The input —

►

//! Guided matching along epipolar lines.
//!
//! Pipeline of one call:
//! 1. collect the features already consumed by the seed matches,
//! 2. build the bounding box and staggered grids over the unmatched image-2
//!    keypoints, and the fundamental matrix from the cameras,
//! 3. group unmatched image-1 features by epipolar line,
//! 4. per group (optionally in parallel): clip the line to the box, gather
//!    nearby candidates, rank them by descriptor distance,
//! 5. serially, in group order, accept matches passing the ratio test and
//!    the exact line-distance check; a feature is never used twice.

use std::collections::HashSet;

use epimatch_core::{Descriptor, IndexedFeatureMatch, KeypointsAndDescriptors, Mat3, PosedCamera};
use log::{debug, trace};
use rayon::prelude::*;

use crate::{
    epipolar_line, find_features_near_epiline, find_k_nearest_neighbors,
    fundamental_from_cameras, group_epipolar_lines, intersect_line_with_box, point_line_distance,
    BoundingBox, EpilineGroup, GridIndex, GuidedMatcherOptions, GuidedMatchingError,
    NearestNeighbors,
};

/// Counters describing one guided matching pass.
#[derive(Debug, Clone, Copy, Default, PartialEq, Eq)]
pub struct GuidedMatchingSummary {
    /// Image-1 features not covered by the seed matches.
    pub unmatched1: usize,
    /// Image-2 features not covered by the seed matches.
    pub unmatched2: usize,
    /// Epipolar line groups formed.
    pub groups: usize,
    /// Groups whose line missed the search box.
    pub dropped_groups: usize,
    /// Matches appended by this pass.
    pub accepted: usize,
}

/// Feature indices already used by a match, one set per image.
#[derive(Debug, Clone, Default)]
struct MatchedFeatures {
    image1: HashSet<usize>,
    image2: HashSet<usize>,
}

impl MatchedFeatures {
    fn from_matches(matches: &[IndexedFeatureMatch]) -> Self {
        Self {
            image1: matches.iter().map(|m| m.feature1_ind).collect(),
            image2: matches.iter().map(|m| m.feature2_ind).collect(),
        }
    }

    fn is_free(&self, feature1: usize, feature2: usize) -> bool {
        !self.image1.contains(&feature1) && !self.image2.contains(&feature2)
    }

    fn insert(&mut self, feature1: usize, feature2: usize) {
        self.image1.insert(feature1);
        self.image2.insert(feature2);
    }
}

/// Read-only search structures of one call.
struct SearchContext {
    f: Mat3,
    search_box: BoundingBox,
    grid: GridIndex,
    unmatched1: Vec<usize>,
    unmatched2: usize,
}

/// Candidates and their ranking for one group, index-aligned with the
/// group's features.
struct GroupProposal {
    neighbors: Vec<NearestNeighbors>,
}

/// Finds additional matches between two posed views, given seed matches.
///
/// Only features without a seed match take part. New matches are appended
/// to the caller's list; existing entries are never removed or reordered.
pub struct GuidedEpipolarMatcher<'a, C, D> {
    options: GuidedMatcherOptions,
    camera1: &'a C,
    camera2: &'a C,
    features1: &'a KeypointsAndDescriptors<D>,
    features2: &'a KeypointsAndDescriptors<D>,
}

impl<'a, C, D> GuidedEpipolarMatcher<'a, C, D>
where
    C: PosedCamera + Sync,
    D: Descriptor + Sync,
{
    pub fn new(
        options: GuidedMatcherOptions,
        camera1: &'a C,
        camera2: &'a C,
        features1: &'a KeypointsAndDescriptors<D>,
        features2: &'a KeypointsAndDescriptors<D>,
    ) -> Self {
        Self {
            options,
            camera1,
            camera2,
            features1,
            features2,
        }
    }

    pub fn options(&self) -> &GuidedMatcherOptions {
        &self.options
    }

    /// Run one guided pass, appending accepted matches to `matches`.
    ///
    /// Returns `false` when the pass could not run (degenerate geometry or
    /// invalid input); `matches` is then left untouched. Finding zero new
    /// matches is still a success.
    pub fn get_matches(&self, matches: &mut Vec<IndexedFeatureMatch>) -> bool {
        match self.try_get_matches(matches) {
            Ok(_) => true,
            Err(err) => {
                debug!("guided matching skipped: {err}");
                false
            }
        }
    }

    /// Like [`GuidedEpipolarMatcher::get_matches`], reporting why a pass was
    /// refused and what a successful pass did.
    pub fn try_get_matches(
        &self,
        matches: &mut Vec<IndexedFeatureMatch>,
    ) -> Result<GuidedMatchingSummary, GuidedMatchingError> {
        let mut matched = self.validate_seeds(matches)?;
        let Some(ctx) = self.initialize(&matched)? else {
            debug!("guided matching: no unmatched features, nothing to do");
            return Ok(GuidedMatchingSummary {
                unmatched1: self.features1.len() - matched.image1.len(),
                unmatched2: self.features2.len() - matched.image2.len(),
                ..Default::default()
            });
        };

        let mut groups = group_epipolar_lines(
            &ctx.f,
            &self.features1.keypoints,
            &ctx.unmatched1,
            &ctx.search_box,
            self.options.epiline_group_tolerance_pixels,
        );

        let proposals: Vec<GroupProposal> = if self.options.parallel {
            groups
                .par_iter_mut()
                .map(|group| self.propose(&ctx, &matched, group))
                .collect()
        } else {
            groups
                .iter_mut()
                .map(|group| self.propose(&ctx, &matched, group))
                .collect()
        };

        let mut summary = GuidedMatchingSummary {
            unmatched1: ctx.unmatched1.len(),
            unmatched2: ctx.unmatched2,
            groups: groups.len(),
            ..Default::default()
        };
        for (group, proposal) in groups.iter().zip(proposals) {
            if group.endpoints.is_none() {
                summary.dropped_groups += 1;
                continue;
            }
            summary.accepted += self.accept(&ctx, group, &proposal, &mut matched, matches);
        }

        debug!(
            "guided matching: {} + {} unmatched features, {} groups ({} dropped), {} new matches",
            summary.unmatched1,
            summary.unmatched2,
            summary.groups,
            summary.dropped_groups,
            summary.accepted
        );
        Ok(summary)
    }

    /// Check options and inputs, and collect the features used by `seeds`.
    fn validate_seeds(
        &self,
        seeds: &[IndexedFeatureMatch],
    ) -> Result<MatchedFeatures, GuidedMatchingError> {
        self.options.validate()?;
        for (image, features) in [(1, self.features1), (2, self.features2)] {
            if !features.is_consistent() {
                return Err(GuidedMatchingError::FeatureCountMismatch {
                    image,
                    keypoints: features.keypoints.len(),
                    descriptors: features.descriptors.len(),
                });
            }
        }
        if let Some(bad) = seeds.iter().find(|m| {
            m.feature1_ind >= self.features1.len() || m.feature2_ind >= self.features2.len()
        }) {
            return Err(GuidedMatchingError::SeedMatchOutOfRange {
                feature1_ind: bad.feature1_ind,
                feature2_ind: bad.feature2_ind,
            });
        }
        Ok(MatchedFeatures::from_matches(seeds))
    }

    /// Build the fundamental matrix, the search box and the grid index.
    ///
    /// Returns `Ok(None)` when either image has no unmatched feature.
    fn initialize(
        &self,
        matched: &MatchedFeatures,
    ) -> Result<Option<SearchContext>, GuidedMatchingError> {
        let f = fundamental_from_cameras(self.camera1, self.camera2)?;

        let unmatched1: Vec<usize> = (0..self.features1.len())
            .filter(|i| !matched.image1.contains(i))
            .collect();
        let unmatched2: Vec<usize> = (0..self.features2.len())
            .filter(|i| !matched.image2.contains(i))
            .collect();
        if unmatched1.is_empty() || unmatched2.is_empty() {
            return Ok(None);
        }

        let keypoints2 = &self.features2.keypoints;
        let Some(bbox) = BoundingBox::from_points(unmatched2.iter().map(|&i| &keypoints2[i]))
        else {
            return Ok(None);
        };
        // Lines passing just outside the outermost features must still clip.
        let radius = self.options.search_radius();
        let search_box = bbox.expanded(radius);

        let mut grid = GridIndex::staggered(&search_box, radius);
        for &i in &unmatched2 {
            grid.add_feature(i, &keypoints2[i]);
        }
        trace!(
            "grid index: cell size {:.2}, {} occupied cells over {} grids",
            grid.cell_size(),
            grid.grids().iter().map(|g| g.num_cells()).sum::<usize>(),
            grid.grids().len()
        );

        Ok(Some(SearchContext {
            f,
            search_box,
            grid,
            unmatched1,
            unmatched2: unmatched2.len(),
        }))
    }

    /// Clip the group's line, gather candidates and rank them. Reads shared
    /// state only, so groups can be processed concurrently.
    fn propose(
        &self,
        ctx: &SearchContext,
        matched: &MatchedFeatures,
        group: &mut EpilineGroup,
    ) -> GroupProposal {
        group.endpoints = intersect_line_with_box(&group.line, &ctx.search_box);
        let Some(segment) = group.endpoints else {
            debug!(
                "epiline group of feature {} misses the search box; dropped",
                group.representative
            );
            return GroupProposal {
                neighbors: Vec::new(),
            };
        };

        let candidates = find_features_near_epiline(
            &group.line,
            &segment,
            &ctx.grid,
            &self.features2.keypoints,
            &matched.image2,
            self.options.search_radius(),
            self.options.search_neighbor_cells,
        );
        trace!(
            "epiline group of feature {}: {} queries, {} candidates",
            group.representative,
            group.features.len(),
            candidates.len()
        );

        GroupProposal {
            neighbors: find_k_nearest_neighbors(
                &group.features,
                &candidates,
                &self.features1.descriptors,
                &self.features2.descriptors,
            ),
        }
    }

    /// Apply the ratio test and the exact line-distance check to one group,
    /// appending survivors. Returns the number of accepted matches.
    fn accept(
        &self,
        ctx: &SearchContext,
        group: &EpilineGroup,
        proposal: &GroupProposal,
        matched: &mut MatchedFeatures,
        matches: &mut Vec<IndexedFeatureMatch>,
    ) -> usize {
        let max_dist = self.options.guided_matching_max_distance_pixels;
        let mut accepted = 0;
        for (&query, nn) in group.features.iter().zip(&proposal.neighbors) {
            if !nn.passes_ratio_test(self.options.lowes_ratio) {
                continue;
            }
            let Some(best) = nn.best else {
                continue;
            };
            // First accepted wins: an earlier group may have claimed the candidate.
            if !matched.is_free(query, best.index) {
                continue;
            }
            let line = epipolar_line(&ctx.f, &self.features1.keypoints[query]);
            if point_line_distance(&line, &self.features2.keypoints[best.index]) > max_dist {
                continue;
            }
            matches.push(IndexedFeatureMatch::new(query, best.index, best.distance));
            matched.insert(query, best.index);
            accepted += 1;
        }
        accepted
    }
}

◄

The records above should be printed exactly, please, from the first line through the line containing "the box, gather", with both ends kept and nothing past it.

//! Guided matching along epipolar lines.
//!
//! Pipeline of one call:
//! 1. collect the features already consumed by the seed matches,
//! 2. build the bounding box and staggered grids over the unmatched image-2
//!    keypoints, and the fundamental matrix from the cameras,
//! 3. group unmatched image-1 features by epipolar line,
//! 4. per group (optionally in parallel): clip the line to the box, gather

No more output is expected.